Your objective: Below are the records; copy out every line that holds the word "candidate".
━━━━━ Input data ━━━━━
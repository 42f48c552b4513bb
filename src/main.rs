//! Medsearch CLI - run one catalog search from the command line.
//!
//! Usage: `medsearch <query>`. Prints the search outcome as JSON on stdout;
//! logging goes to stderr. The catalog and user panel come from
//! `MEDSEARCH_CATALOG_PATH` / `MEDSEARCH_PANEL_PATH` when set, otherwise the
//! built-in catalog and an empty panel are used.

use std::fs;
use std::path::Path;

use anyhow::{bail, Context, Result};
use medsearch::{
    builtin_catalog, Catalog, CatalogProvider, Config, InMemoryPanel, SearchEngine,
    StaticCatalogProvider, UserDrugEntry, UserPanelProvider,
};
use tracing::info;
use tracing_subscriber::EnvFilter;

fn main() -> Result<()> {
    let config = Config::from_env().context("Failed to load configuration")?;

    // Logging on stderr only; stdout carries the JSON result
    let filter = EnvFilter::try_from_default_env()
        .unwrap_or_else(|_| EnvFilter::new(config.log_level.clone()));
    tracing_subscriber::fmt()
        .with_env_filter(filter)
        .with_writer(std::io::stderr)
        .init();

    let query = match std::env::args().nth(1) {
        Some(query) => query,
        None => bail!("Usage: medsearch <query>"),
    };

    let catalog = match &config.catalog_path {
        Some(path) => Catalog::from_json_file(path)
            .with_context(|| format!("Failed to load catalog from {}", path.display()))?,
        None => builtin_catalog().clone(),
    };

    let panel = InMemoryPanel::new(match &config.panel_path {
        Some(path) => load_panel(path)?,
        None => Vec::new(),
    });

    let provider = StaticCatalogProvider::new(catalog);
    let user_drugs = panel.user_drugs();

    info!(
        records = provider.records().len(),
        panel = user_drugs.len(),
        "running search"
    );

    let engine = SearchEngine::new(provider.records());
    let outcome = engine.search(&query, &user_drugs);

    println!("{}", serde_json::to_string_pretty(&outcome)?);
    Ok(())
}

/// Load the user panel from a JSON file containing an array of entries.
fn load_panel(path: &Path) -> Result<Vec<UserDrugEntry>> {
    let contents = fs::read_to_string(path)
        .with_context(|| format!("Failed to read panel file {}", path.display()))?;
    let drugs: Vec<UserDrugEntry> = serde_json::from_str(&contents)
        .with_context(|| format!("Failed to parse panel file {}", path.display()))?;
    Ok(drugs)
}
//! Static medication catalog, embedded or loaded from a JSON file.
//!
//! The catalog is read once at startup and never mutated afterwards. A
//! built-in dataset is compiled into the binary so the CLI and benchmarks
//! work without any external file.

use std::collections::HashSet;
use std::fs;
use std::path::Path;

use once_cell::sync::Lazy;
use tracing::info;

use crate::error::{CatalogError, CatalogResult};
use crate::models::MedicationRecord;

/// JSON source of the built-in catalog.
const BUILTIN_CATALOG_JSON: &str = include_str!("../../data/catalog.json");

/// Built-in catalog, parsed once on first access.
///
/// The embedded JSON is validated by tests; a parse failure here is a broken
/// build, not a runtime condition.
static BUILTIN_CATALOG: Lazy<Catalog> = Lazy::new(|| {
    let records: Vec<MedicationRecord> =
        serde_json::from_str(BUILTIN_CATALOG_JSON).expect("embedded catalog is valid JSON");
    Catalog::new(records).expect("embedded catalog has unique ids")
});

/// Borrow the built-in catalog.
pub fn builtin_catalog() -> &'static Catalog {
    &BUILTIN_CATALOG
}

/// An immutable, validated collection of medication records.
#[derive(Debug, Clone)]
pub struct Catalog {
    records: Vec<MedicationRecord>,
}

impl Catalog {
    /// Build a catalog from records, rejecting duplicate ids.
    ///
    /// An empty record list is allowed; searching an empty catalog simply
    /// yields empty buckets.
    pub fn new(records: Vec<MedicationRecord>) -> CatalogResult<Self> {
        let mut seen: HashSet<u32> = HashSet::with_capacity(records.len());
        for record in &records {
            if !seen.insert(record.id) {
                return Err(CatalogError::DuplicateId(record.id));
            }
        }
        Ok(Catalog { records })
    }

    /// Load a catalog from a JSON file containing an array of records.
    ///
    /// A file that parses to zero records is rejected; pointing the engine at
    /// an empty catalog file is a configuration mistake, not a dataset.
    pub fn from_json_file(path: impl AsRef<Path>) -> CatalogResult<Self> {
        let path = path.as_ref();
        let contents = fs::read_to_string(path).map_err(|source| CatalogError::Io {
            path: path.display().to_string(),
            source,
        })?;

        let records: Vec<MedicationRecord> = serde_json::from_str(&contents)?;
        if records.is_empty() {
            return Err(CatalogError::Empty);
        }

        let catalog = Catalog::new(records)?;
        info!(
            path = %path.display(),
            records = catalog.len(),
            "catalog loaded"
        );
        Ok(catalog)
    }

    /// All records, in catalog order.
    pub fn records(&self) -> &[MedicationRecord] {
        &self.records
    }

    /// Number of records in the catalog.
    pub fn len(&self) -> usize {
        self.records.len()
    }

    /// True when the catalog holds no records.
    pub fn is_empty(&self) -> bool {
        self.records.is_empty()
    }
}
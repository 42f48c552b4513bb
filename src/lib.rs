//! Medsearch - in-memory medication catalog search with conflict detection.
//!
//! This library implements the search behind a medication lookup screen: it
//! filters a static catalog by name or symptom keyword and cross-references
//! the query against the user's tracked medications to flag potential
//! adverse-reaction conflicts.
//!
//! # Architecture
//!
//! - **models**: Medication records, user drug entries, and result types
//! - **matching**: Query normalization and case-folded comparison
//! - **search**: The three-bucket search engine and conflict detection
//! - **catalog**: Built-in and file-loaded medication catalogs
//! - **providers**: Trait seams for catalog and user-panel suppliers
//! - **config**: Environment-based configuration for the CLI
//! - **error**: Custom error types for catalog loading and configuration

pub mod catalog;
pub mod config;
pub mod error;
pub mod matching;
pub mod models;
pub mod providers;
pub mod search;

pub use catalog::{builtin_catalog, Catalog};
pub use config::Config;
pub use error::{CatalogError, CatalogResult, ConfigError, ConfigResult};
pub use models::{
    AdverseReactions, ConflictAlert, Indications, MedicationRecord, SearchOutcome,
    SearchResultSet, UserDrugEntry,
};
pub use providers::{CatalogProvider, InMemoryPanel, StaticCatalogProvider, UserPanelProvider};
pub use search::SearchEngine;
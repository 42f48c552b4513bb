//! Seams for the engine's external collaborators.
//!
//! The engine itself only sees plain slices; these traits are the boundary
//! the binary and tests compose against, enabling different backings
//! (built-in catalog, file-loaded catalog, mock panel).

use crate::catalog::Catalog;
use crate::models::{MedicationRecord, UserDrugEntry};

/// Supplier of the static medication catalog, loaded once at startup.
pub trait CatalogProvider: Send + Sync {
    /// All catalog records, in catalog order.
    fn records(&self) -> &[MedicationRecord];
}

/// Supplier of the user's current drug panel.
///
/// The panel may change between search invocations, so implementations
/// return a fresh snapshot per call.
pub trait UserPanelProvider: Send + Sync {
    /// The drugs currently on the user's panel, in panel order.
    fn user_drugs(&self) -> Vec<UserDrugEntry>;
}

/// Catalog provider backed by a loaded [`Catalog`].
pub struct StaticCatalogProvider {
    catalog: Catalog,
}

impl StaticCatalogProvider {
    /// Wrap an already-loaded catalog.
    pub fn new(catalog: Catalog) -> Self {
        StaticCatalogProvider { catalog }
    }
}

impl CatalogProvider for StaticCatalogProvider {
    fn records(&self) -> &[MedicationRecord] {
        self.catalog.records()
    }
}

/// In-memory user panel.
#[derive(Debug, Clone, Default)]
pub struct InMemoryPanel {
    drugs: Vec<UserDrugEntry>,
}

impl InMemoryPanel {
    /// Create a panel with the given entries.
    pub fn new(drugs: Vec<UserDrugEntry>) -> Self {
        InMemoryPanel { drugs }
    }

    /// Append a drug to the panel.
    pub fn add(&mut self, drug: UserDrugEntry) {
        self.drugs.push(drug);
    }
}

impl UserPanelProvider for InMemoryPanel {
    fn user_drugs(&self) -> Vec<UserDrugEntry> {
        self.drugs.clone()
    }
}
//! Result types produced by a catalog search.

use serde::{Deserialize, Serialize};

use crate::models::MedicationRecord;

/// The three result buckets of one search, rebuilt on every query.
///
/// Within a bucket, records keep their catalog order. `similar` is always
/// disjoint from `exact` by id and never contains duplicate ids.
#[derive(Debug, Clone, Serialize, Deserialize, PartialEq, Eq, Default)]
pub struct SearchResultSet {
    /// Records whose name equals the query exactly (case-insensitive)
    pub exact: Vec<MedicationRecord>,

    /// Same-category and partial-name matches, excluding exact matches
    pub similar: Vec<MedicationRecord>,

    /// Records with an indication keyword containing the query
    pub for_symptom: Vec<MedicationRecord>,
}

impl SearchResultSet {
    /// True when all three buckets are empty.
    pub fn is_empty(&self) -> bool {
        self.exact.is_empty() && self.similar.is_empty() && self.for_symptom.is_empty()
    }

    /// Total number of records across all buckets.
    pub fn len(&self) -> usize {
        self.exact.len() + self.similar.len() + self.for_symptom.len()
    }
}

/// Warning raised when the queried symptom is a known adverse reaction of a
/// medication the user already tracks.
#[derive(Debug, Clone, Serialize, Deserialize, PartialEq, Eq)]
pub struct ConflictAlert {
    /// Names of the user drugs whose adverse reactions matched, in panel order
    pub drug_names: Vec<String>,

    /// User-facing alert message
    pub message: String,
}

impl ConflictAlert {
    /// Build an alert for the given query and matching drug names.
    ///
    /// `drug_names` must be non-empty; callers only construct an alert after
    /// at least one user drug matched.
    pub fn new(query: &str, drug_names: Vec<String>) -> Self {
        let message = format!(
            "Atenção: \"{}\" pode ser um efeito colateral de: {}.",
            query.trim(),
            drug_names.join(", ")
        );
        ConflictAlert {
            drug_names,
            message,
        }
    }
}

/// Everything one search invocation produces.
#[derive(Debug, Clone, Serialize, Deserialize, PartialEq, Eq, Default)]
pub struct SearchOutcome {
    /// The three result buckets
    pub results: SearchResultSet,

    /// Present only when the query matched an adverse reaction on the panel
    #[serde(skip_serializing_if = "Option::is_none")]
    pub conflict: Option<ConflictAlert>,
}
━━━━━
━━━━━ Input data ━━━━━
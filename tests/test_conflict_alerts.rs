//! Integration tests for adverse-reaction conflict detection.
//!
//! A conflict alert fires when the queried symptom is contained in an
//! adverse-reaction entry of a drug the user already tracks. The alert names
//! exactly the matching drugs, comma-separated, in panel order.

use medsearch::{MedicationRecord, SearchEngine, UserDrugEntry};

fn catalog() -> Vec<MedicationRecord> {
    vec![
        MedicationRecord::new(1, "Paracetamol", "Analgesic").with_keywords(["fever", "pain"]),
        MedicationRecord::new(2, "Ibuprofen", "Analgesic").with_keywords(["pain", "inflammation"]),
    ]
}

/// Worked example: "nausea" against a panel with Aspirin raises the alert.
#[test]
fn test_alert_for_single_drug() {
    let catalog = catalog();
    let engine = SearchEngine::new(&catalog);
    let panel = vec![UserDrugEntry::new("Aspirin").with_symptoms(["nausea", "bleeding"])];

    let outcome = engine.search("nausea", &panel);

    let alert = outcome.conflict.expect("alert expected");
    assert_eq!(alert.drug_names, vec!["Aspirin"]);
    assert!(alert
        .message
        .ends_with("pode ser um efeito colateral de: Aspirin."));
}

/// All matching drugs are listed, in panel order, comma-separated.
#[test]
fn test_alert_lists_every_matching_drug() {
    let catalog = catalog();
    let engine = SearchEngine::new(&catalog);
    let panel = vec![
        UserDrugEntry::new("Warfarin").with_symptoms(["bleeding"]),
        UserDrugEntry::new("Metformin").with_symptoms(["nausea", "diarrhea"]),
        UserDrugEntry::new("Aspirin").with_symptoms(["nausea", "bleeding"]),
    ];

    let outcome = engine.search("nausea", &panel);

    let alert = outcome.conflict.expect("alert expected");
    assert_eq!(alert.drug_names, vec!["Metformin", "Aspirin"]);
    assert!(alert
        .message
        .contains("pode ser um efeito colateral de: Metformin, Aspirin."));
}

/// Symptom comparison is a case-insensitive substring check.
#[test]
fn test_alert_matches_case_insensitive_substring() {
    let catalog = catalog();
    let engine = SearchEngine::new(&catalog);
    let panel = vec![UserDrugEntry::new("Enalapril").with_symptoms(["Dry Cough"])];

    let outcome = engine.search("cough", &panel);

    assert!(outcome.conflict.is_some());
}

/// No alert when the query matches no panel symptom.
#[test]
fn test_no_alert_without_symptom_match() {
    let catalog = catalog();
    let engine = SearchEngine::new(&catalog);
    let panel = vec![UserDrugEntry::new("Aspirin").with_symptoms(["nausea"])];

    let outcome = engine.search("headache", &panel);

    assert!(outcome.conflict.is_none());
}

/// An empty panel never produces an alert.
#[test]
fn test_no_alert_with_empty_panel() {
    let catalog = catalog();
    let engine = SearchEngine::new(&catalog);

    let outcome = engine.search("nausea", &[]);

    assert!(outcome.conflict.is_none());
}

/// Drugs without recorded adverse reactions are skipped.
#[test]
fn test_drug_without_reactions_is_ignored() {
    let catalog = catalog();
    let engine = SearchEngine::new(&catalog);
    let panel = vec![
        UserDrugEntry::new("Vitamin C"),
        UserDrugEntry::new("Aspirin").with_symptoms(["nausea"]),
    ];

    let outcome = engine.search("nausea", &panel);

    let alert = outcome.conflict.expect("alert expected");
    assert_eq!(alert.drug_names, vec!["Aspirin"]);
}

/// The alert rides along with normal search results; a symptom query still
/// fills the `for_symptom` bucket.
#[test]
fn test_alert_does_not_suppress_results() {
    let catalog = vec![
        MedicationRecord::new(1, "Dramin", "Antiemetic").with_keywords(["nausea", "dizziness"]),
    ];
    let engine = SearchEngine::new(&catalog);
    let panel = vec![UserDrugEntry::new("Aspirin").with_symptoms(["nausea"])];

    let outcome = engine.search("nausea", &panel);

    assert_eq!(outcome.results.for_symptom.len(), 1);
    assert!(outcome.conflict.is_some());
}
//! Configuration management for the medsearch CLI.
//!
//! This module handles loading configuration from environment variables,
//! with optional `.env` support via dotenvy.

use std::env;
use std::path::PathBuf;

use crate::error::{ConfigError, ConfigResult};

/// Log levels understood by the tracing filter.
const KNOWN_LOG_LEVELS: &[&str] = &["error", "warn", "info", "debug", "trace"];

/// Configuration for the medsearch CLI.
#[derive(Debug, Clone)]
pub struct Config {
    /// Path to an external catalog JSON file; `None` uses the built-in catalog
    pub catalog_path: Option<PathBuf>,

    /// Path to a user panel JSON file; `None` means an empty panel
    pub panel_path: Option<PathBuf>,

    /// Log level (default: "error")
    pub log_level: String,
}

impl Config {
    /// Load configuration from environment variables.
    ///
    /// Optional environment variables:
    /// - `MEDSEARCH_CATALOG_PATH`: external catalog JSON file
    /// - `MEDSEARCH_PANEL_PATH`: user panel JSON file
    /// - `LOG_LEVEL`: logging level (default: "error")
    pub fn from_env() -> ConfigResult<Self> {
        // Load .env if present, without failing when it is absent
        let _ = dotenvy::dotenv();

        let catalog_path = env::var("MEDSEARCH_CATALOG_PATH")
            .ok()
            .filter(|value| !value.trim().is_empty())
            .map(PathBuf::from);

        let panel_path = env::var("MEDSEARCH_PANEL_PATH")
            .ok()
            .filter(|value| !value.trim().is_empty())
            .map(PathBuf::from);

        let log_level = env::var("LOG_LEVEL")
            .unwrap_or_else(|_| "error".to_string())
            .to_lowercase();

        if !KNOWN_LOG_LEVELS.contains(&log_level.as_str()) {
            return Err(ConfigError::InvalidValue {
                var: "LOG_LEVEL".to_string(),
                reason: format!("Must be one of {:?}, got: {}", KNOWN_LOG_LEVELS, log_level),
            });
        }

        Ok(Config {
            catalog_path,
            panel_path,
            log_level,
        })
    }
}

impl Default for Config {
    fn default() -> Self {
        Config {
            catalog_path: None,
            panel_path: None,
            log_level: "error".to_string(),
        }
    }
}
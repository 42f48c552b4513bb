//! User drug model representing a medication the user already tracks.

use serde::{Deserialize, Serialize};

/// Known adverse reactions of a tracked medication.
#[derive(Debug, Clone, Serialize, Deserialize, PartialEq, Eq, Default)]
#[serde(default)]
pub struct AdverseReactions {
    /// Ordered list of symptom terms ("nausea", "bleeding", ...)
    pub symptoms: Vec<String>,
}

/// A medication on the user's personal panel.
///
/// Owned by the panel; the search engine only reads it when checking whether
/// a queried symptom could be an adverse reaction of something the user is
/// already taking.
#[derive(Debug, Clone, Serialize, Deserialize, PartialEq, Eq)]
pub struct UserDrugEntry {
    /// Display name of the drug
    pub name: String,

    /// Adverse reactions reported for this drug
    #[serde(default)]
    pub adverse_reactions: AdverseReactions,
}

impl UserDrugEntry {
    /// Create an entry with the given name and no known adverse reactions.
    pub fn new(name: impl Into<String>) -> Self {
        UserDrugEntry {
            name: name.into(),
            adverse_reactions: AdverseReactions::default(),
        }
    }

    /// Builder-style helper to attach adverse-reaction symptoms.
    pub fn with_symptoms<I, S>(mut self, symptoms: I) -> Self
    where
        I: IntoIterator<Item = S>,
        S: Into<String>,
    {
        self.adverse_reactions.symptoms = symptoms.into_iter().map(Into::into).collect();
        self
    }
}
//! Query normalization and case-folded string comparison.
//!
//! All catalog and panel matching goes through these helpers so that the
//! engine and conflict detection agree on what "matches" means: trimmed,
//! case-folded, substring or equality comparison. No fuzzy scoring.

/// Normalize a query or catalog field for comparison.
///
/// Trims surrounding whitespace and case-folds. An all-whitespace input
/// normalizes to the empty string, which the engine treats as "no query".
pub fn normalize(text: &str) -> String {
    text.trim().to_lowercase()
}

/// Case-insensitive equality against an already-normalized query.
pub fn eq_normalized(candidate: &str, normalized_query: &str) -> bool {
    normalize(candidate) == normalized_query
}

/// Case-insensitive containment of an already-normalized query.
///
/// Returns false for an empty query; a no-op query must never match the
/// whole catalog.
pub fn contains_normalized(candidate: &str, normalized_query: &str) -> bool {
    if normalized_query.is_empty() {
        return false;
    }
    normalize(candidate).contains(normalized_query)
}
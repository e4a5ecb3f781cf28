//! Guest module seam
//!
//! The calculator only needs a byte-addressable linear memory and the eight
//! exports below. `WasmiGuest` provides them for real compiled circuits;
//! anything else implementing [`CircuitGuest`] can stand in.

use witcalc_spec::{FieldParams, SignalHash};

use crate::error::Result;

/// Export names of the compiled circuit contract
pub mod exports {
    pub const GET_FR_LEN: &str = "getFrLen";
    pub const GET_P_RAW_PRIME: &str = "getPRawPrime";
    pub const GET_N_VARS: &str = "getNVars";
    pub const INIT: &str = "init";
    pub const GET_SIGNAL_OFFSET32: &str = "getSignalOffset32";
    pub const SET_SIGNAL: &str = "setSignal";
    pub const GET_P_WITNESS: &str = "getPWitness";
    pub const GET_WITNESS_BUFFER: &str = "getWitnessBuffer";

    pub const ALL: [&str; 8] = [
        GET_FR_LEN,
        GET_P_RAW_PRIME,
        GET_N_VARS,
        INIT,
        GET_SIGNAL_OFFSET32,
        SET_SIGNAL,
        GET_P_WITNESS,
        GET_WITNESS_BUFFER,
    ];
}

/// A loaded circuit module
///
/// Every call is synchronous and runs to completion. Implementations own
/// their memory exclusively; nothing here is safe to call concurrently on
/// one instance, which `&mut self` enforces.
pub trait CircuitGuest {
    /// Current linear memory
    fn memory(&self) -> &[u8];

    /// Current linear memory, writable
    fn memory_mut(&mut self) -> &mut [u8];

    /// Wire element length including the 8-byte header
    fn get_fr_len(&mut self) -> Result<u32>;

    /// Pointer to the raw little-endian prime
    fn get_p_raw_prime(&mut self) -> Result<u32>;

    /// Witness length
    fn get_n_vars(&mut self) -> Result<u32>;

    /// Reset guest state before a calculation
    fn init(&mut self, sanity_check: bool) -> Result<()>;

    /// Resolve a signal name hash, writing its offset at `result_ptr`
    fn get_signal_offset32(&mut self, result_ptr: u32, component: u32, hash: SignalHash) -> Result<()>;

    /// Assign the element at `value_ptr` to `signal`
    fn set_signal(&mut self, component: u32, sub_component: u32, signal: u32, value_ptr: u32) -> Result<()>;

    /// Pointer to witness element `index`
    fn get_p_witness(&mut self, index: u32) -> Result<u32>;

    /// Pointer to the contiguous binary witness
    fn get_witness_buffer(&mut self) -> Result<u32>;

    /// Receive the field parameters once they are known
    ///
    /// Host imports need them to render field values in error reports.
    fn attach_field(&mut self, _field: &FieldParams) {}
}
━━━━━
━━━━━ Input data ━━━━━
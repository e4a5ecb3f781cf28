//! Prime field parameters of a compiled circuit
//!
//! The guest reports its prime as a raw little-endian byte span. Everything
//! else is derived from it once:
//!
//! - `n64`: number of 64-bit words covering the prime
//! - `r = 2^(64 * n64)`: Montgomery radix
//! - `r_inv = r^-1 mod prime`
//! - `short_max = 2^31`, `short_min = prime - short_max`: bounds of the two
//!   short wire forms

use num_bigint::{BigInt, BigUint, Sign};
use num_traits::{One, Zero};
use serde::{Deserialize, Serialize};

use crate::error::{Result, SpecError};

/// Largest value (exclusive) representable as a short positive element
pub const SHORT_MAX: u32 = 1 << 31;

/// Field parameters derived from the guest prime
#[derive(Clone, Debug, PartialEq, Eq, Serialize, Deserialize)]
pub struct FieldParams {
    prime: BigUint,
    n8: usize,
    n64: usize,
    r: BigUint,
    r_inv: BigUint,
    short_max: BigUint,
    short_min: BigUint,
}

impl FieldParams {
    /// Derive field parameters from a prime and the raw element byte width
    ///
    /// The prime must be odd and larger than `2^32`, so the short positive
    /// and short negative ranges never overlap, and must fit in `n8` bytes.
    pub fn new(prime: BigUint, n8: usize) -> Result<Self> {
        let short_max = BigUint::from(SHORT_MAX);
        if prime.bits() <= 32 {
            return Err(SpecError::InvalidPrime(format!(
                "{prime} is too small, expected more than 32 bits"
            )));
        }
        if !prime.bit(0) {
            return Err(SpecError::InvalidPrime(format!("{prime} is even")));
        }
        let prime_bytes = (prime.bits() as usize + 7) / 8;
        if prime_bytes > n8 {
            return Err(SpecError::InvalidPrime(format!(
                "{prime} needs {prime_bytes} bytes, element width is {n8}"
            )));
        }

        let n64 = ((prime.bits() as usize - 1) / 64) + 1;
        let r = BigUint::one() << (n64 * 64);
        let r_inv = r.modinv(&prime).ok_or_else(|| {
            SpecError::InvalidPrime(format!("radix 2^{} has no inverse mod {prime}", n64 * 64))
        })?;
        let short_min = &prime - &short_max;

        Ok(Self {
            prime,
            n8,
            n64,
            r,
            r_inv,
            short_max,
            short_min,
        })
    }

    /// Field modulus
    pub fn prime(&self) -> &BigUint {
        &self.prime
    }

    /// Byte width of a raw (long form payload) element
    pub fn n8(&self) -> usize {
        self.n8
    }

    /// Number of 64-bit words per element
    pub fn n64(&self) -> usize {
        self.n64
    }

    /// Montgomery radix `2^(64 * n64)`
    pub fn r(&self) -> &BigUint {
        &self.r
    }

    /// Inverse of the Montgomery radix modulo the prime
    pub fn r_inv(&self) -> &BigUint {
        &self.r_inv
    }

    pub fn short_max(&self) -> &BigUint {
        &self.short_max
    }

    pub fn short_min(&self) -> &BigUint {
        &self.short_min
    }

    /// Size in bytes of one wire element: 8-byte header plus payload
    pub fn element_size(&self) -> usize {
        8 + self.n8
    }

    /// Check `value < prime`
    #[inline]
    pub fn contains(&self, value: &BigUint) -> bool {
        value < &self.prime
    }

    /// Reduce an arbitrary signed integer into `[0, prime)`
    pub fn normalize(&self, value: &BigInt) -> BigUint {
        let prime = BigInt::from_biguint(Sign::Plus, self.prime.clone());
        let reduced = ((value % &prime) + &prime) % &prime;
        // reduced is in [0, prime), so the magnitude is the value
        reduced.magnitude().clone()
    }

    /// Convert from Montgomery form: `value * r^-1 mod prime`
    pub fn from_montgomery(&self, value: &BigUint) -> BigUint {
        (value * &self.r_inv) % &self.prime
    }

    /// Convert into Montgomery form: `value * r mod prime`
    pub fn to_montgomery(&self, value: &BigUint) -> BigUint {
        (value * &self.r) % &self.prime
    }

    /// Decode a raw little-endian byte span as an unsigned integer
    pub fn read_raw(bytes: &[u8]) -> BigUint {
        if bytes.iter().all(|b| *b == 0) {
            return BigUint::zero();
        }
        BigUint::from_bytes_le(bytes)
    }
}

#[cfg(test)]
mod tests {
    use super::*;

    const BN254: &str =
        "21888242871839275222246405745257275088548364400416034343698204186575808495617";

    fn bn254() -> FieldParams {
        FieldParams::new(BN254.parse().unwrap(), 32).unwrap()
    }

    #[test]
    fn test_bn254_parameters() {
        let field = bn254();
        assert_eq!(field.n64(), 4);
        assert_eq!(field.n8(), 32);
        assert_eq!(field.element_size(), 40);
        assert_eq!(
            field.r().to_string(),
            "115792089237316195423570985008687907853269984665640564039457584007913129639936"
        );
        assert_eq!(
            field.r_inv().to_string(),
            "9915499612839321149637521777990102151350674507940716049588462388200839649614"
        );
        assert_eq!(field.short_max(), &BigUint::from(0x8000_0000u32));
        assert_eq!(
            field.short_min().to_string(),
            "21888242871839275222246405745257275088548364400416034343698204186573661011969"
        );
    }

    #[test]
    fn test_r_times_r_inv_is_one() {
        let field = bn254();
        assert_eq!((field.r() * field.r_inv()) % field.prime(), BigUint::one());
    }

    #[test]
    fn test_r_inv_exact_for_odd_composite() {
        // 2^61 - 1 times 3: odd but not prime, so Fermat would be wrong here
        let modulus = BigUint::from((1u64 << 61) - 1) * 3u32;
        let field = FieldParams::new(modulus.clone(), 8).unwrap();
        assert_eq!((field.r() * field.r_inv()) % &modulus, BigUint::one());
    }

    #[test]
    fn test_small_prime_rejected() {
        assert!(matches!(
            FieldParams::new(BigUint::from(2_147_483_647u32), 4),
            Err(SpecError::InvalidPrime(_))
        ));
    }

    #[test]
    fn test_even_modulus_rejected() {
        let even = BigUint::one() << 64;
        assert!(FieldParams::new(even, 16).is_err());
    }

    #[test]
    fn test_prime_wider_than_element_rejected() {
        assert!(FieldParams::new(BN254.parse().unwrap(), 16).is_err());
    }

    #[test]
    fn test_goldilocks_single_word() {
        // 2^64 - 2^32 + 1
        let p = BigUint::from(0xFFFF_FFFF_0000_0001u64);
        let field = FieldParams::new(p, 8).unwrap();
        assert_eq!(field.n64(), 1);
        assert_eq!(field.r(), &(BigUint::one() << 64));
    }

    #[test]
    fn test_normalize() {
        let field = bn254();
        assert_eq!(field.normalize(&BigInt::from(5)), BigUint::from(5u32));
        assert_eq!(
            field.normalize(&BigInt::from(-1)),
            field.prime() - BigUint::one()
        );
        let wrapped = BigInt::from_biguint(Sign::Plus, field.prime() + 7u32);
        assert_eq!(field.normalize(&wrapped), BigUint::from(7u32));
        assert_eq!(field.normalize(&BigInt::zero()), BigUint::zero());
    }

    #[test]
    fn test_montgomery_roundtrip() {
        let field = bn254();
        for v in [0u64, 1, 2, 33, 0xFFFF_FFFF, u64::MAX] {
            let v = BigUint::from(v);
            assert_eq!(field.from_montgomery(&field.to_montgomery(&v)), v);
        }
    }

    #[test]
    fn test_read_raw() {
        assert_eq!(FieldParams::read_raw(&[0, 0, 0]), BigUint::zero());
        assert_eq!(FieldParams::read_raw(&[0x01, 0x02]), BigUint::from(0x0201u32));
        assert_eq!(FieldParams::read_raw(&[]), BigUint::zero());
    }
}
━━━━━
Solution to the exercise:
pub fn eq_normalized(candidate: &str, normalized_query: &str) -> bool {
    normalize(candidate) == normalized_query
pub fn contains_normalized(candidate: &str, normalized_query: &str) -> bool {
    normalize(candidate).contains(normalized_query)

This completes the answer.